**Activity:** Take the data from its first line. Print each line exactly until the line containing "and 180° vertically." has been printed too.

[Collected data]
*** Begin section ***

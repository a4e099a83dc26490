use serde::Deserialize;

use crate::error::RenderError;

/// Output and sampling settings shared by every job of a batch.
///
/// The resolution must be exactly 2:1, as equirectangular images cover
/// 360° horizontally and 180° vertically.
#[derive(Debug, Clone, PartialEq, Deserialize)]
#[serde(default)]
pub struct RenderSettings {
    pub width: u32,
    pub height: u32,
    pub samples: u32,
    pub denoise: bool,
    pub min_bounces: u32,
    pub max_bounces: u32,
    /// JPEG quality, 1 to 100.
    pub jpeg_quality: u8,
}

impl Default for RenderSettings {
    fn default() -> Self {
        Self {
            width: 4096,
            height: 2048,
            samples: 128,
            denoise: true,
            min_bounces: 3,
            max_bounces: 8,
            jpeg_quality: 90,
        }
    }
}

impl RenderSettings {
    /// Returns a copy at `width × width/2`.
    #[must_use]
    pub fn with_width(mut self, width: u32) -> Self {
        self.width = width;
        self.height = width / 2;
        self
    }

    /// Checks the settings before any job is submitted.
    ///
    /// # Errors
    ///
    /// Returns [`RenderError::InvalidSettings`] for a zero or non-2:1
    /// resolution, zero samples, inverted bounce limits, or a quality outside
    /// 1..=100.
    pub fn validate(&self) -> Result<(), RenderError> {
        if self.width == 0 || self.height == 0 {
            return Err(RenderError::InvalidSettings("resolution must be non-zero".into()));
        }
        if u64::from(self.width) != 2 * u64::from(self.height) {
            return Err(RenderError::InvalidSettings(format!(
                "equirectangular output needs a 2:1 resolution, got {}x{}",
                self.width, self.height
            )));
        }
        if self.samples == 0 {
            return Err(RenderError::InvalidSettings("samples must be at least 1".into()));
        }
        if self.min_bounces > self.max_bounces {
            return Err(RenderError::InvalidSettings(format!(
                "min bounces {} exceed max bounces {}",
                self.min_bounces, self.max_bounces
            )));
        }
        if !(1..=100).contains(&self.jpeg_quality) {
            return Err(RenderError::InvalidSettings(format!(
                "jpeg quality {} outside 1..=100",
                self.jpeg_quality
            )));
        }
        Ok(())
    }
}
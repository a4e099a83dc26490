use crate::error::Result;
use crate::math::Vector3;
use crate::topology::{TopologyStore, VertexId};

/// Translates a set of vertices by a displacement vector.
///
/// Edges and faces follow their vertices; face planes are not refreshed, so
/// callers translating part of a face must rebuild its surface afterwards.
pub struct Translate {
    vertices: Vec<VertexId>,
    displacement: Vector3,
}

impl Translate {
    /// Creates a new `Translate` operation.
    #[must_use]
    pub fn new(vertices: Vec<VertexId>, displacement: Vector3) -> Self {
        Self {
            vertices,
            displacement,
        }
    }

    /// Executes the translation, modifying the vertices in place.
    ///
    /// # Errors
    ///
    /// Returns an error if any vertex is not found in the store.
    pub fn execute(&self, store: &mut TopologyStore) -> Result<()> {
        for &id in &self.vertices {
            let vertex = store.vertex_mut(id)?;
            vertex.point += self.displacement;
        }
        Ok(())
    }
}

*** End section ***

**Response to this exercise:**
repository a4e099a83dc26490
use serde::Deserialize;

use crate::error::RenderError;

/// Output and sampling settings shared by every job of a batch.
///
/// The resolution must be exactly 2:1, as equirectangular images cover
/// 360° horizontally and 180° vertically.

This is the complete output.